* Try it: How many lines in the records below hold the word "filename"? Answer with the number alone.
-- Exercise input follows --
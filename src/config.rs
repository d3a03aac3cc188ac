//! Runtime configuration, read from the process environment.
//!
//! A `.env` file in the working directory is loaded first (if present), then
//! each setting is resolved as: environment variable → built-in default.
//! The bearer token is the only required value.

use std::path::PathBuf;
use std::time::Duration;

use crate::error::{DashError, Result};

pub const DEFAULT_QUERY: &str = "(#rustlang OR @rustlang) -is:retweet";
pub const DEFAULT_API_BASE: &str = "https://api.twitter.com";
const DEFAULT_POLL_SECS: u64 = 2;
const DEFAULT_RENDER_SECS: u64 = 1;
const DEFAULT_LOOKBACK_HOURS: u64 = 24;

#[derive(Debug, Clone)]
pub struct Config {
    pub token: String,
    pub query: String,
    pub api_base: String,
    pub poll_interval: Duration,
    pub render_interval: Duration,
    /// How far back the very first search reaches when no cursor exists.
    pub lookback: chrono::Duration,
    pub log_path: PathBuf,
}

impl Config {
    /// Load `.env` (if any) and resolve the configuration from the process
    /// environment.
    pub fn load() -> Result<Self> {
        dotenv::dotenv().ok();
        Self::from_lookup(|key| std::env::var(key).ok())
    }

    /// Resolve the configuration through an arbitrary key lookup.
    ///
    /// Split out from [`Config::load`] so tests don't have to mutate the real
    /// environment.
    pub fn from_lookup<F>(lookup: F) -> Result<Self>
    where
        F: Fn(&str) -> Option<String>,
    {
        let token = lookup("TWITTER_TOKEN")
            .map(|t| t.trim().to_string())
            .filter(|t| !t.is_empty())
            .ok_or_else(|| {
                DashError::Config("missing TWITTER_TOKEN environment variable".into())
            })?;

        let query = lookup("LIVESCROLL_QUERY")
            .filter(|q| !q.trim().is_empty())
            .unwrap_or_else(|| DEFAULT_QUERY.to_string());

        let api_base = lookup("LIVESCROLL_API_BASE")
            .map(|b| b.trim_end_matches('/').to_string())
            .unwrap_or_else(|| DEFAULT_API_BASE.to_string());

        let poll_secs = positive(&lookup, "LIVESCROLL_POLL_SECS", DEFAULT_POLL_SECS)?;
        let render_secs = positive(&lookup, "LIVESCROLL_RENDER_SECS", DEFAULT_RENDER_SECS)?;
        let lookback_hours =
            positive(&lookup, "LIVESCROLL_LOOKBACK_HOURS", DEFAULT_LOOKBACK_HOURS)?;

        let log_path = lookup("LIVESCROLL_LOG")
            .map(PathBuf::from)
            .unwrap_or_else(|| std::env::temp_dir().join("livescroll-tweets.log"));

        Ok(Self {
            token,
            query,
            api_base,
            poll_interval: Duration::from_secs(poll_secs),
            render_interval: Duration::from_secs(render_secs),
            lookback: chrono::Duration::hours(lookback_hours as i64),
            log_path,
        })
    }
}

fn positive<F>(lookup: &F, key: &str, default: u64) -> Result<u64>
where
    F: Fn(&str) -> Option<String>,
{
    let Some(raw) = lookup(key) else {
        return Ok(default);
    };
    match raw.trim().parse::<u64>() {
        Ok(0) | Err(_) => Err(DashError::Config(format!(
            "{key} must be a positive integer, got '{raw}'"
        ))),
        Ok(n) => Ok(n),
    }
}
//! Error types shared by every loop in the dashboard.
//!
//! Only [`DashError::Config`] and [`DashError::Terminal`] are fatal, and only
//! at startup.  Everything else is raised per cycle; the loop that hit it logs
//! it and carries on (see [`DashError::is_retryable`]).

use thiserror::Error;

#[derive(Error, Debug)]
pub enum DashError {
    #[error("Configuration error: {0}")]
    Config(String),

    #[error("Network error: {0}")]
    Network(#[from] reqwest::Error),

    #[error("API returned {status}: {body}")]
    Api { status: u16, body: String },

    #[error("Decode error: {0}")]
    Decode(String),

    #[error("Failed to launch browser: {0}")]
    BrowserLaunch(std::io::Error),

    #[error("No browser handler for platform '{0}'")]
    UnsupportedPlatform(String),

    #[error("Terminal error: {0}")]
    Terminal(#[from] std::io::Error),
}

impl From<serde_json::Error> for DashError {
    fn from(err: serde_json::Error) -> Self {
        DashError::Decode(err.to_string())
    }
}

impl DashError {
    /// Whether the poller should keep its cursor and try again next cycle.
    pub fn is_retryable(&self) -> bool {
        matches!(
            self,
            DashError::Network(_) | DashError::Api { .. } | DashError::Decode(_)
        )
    }
}

pub type Result<T> = std::result::Result<T, DashError>;
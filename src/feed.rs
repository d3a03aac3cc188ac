//! Shared state between the poller, render and input loops.
//!
//! [`Feed`] is the append-only, chronologically ordered list of everything
//! discovered so far.  It is a cheap-to-clone handle around a lock-guarded
//! `Vec`: the poller is the only writer, the render loop takes short read
//! locks and copies out the `Arc`s it needs, so no loop ever holds the lock
//! across a draw or a network call.
//!
//! [`Viewport`] publishes the size of the last rendered frame (or the latest
//! resize) so the poller can size its fetch limit.

use std::collections::HashSet;
use std::sync::atomic::{AtomicU32, Ordering};
use std::sync::{Arc, PoisonError, RwLock};

use crate::source::FeedEntry;

#[derive(Default)]
struct FeedInner {
    /// Oldest first; positions never change once pushed.
    entries: Vec<Arc<FeedEntry>>,
    /// Ids already present, to avoid appending an overlap twice.
    seen: HashSet<String>,
}

#[derive(Clone, Default)]
pub struct Feed {
    inner: Arc<RwLock<FeedInner>>,
}

impl Feed {
    pub fn new() -> Self {
        Self::default()
    }

    /// Append entries in the order given, skipping ids already present.
    ///
    /// Returns how many entries were actually added.
    pub fn append<I>(&self, entries: I) -> usize
    where
        I: IntoIterator<Item = FeedEntry>,
    {
        let mut inner = self.inner.write().unwrap_or_else(PoisonError::into_inner);
        let mut added = 0;
        for entry in entries {
            if inner.seen.insert(entry.id().to_string()) {
                inner.entries.push(Arc::new(entry));
                added += 1;
            }
        }
        added
    }

    pub fn len(&self) -> usize {
        self.read(|inner| inner.entries.len())
    }

    #[cfg(test)]
    pub fn is_empty(&self) -> bool {
        self.len() == 0
    }

    /// Up to `n` of the most recent entries, newest first.
    pub fn newest(&self, n: usize) -> Vec<Arc<FeedEntry>> {
        self.read(|inner| inner.entries.iter().rev().take(n).cloned().collect())
    }

    /// A copy of the whole feed, oldest first.
    #[cfg(test)]
    pub fn snapshot(&self) -> Vec<Arc<FeedEntry>> {
        self.read(|inner| inner.entries.clone())
    }

    fn read<T>(&self, f: impl FnOnce(&FeedInner) -> T) -> T {
        let inner = self.inner.read().unwrap_or_else(PoisonError::into_inner);
        f(&inner)
    }
}

/// Width and height of the most recently drawn frame, packed into one atomic
/// so readers never see a width from one frame and a height from another.
#[derive(Clone, Default)]
pub struct Viewport {
    packed: Arc<AtomicU32>,
}

impl Viewport {
    pub fn new(width: u16, height: u16) -> Self {
        let viewport = Self::default();
        viewport.set(width, height);
        viewport
    }

    pub fn set(&self, width: u16, height: u16) {
        let packed = (u32::from(width) << 16) | u32::from(height);
        self.packed.store(packed, Ordering::Relaxed);
    }

    /// `(width, height)`
    pub fn get(&self) -> (u16, u16) {
        let packed = self.packed.load(Ordering::Relaxed);
        ((packed >> 16) as u16, (packed & 0xFFFF) as u16)
    }

    pub fn height(&self) -> u16 {
        self.get().1
    }
}
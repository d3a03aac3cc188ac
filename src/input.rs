//! Terminal input handling.
//!
//! Runs on its own OS thread because crossterm's event reader blocks.  The
//! thread waits for the next event, maps it to an action, and goes back to
//! waiting; it checks the shared [`Shutdown`] between events so it exits
//! together with the other loops.
//!
//! | Event                | Action                                         |
//! |----------------------|------------------------------------------------|
//! | left click on a row  | open that entry's permalink in the browser     |
//! | terminal resize      | record the new size, ask the render loop to redraw |
//! | `Esc`, `Ctrl-C`, `q` | shut everything down                           |
//!
//! Clicks are resolved against the [`DrawnFrame`] the render loop published
//! after its last flush, so a click opens the entry drawn on that row even if
//! the feed or the age labels have moved on since.
//!
//! ## For contributors
//!
//! * New keybindings go in `handle_key_event`; return [`Flow::Quit`] only
//!   for keys that should end the whole program.
//! * Anything the render loop must react to immediately becomes a new
//!   [`UiRequest`] variant, handled in `render_loop` in `main.rs`.

use std::thread;
use std::time::Duration;

use crossterm::event::{
    self, Event, KeyCode, KeyEvent, KeyEventKind, KeyModifiers, MouseButton, MouseEvent,
    MouseEventKind,
};
use tokio::sync::mpsc::UnboundedSender;
use tracing::{debug, error, info, warn};

use crate::browser::UrlOpener;
use crate::feed::Viewport;
use crate::shutdown::Shutdown;
use crate::ui::DrawnFrame;

/// How long a single wait for input may block before re-checking shutdown.
const EVENT_WAIT: Duration = Duration::from_millis(200);

/// Requests from the input thread to the render loop.
#[derive(Debug, Clone, Copy, PartialEq, Eq)]
pub enum UiRequest {
    /// The surface changed size; resize and redraw now.
    Redraw,
}

/// What the input loop should do after handling an event.
#[derive(Debug, Clone, Copy, PartialEq, Eq)]
pub enum Flow {
    Continue,
    Quit,
}

pub struct InputHandler<O: UrlOpener> {
    frame: DrawnFrame,
    viewport: Viewport,
    opener: O,
    ui_tx: UnboundedSender<UiRequest>,
}

impl<O: UrlOpener> InputHandler<O> {
    pub fn new(
        frame: DrawnFrame,
        viewport: Viewport,
        opener: O,
        ui_tx: UnboundedSender<UiRequest>,
    ) -> Self {
        Self {
            frame,
            viewport,
            opener,
            ui_tx,
        }
    }

    /// Process a single terminal event.
    pub fn handle_event(&self, event: Event) -> Flow {
        match event {
            Event::Key(key) => handle_key_event(key),
            Event::Mouse(mouse) => {
                self.handle_mouse_event(mouse);
                Flow::Continue
            }
            Event::Resize(width, height) => {
                debug!(width, height, "terminal resized");
                self.viewport.set(width, height);
                // The render loop may already be gone during shutdown.
                let _ = self.ui_tx.send(UiRequest::Redraw);
                Flow::Continue
            }
            _ => Flow::Continue,
        }
    }

    fn handle_mouse_event(&self, mouse: MouseEvent) {
        if mouse.kind != MouseEventKind::Down(MouseButton::Left) {
            return;
        }
        let Some(entry) = self.frame.entry_at_row(mouse.row) else {
            return;
        };
        let url = entry.url();
        if url.is_empty() {
            return;
        }
        match self.opener.open(url) {
            Ok(()) => info!(url, "opened entry"),
            Err(e) => warn!(url, error = %e, "could not open entry"),
        }
    }
}

/// Only key presses count, so each physical keypress is one action.
fn handle_key_event(key: KeyEvent) -> Flow {
    if key.kind != KeyEventKind::Press {
        return Flow::Continue;
    }
    match key.code {
        KeyCode::Esc | KeyCode::Char('q') => Flow::Quit,
        KeyCode::Char('c') if key.modifiers.contains(KeyModifiers::CONTROL) => Flow::Quit,
        _ => Flow::Continue,
    }
}

/// Spawn the input thread.  It triggers `shutdown` when the user quits or the
/// terminal stops delivering events.
pub fn spawn<O>(handler: InputHandler<O>, shutdown: Shutdown) -> thread::JoinHandle<()>
where
    O: UrlOpener + 'static,
{
    thread::spawn(move || {
        while !shutdown.is_triggered() {
            let ready = match event::poll(EVENT_WAIT) {
                Ok(ready) => ready,
                Err(e) => {
                    error!(error = %e, "failed to poll terminal events");
                    break;
                }
            };
            if !ready {
                continue;
            }
            match event::read() {
                Ok(ev) => {
                    if handler.handle_event(ev) == Flow::Quit {
                        info!("quit requested");
                        break;
                    }
                }
                Err(e) => {
                    error!(error = %e, "failed to read terminal event");
                    break;
                }
            }
        }
        shutdown.trigger();
    })
}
-- Exercise input concluded --
* Task answer: 3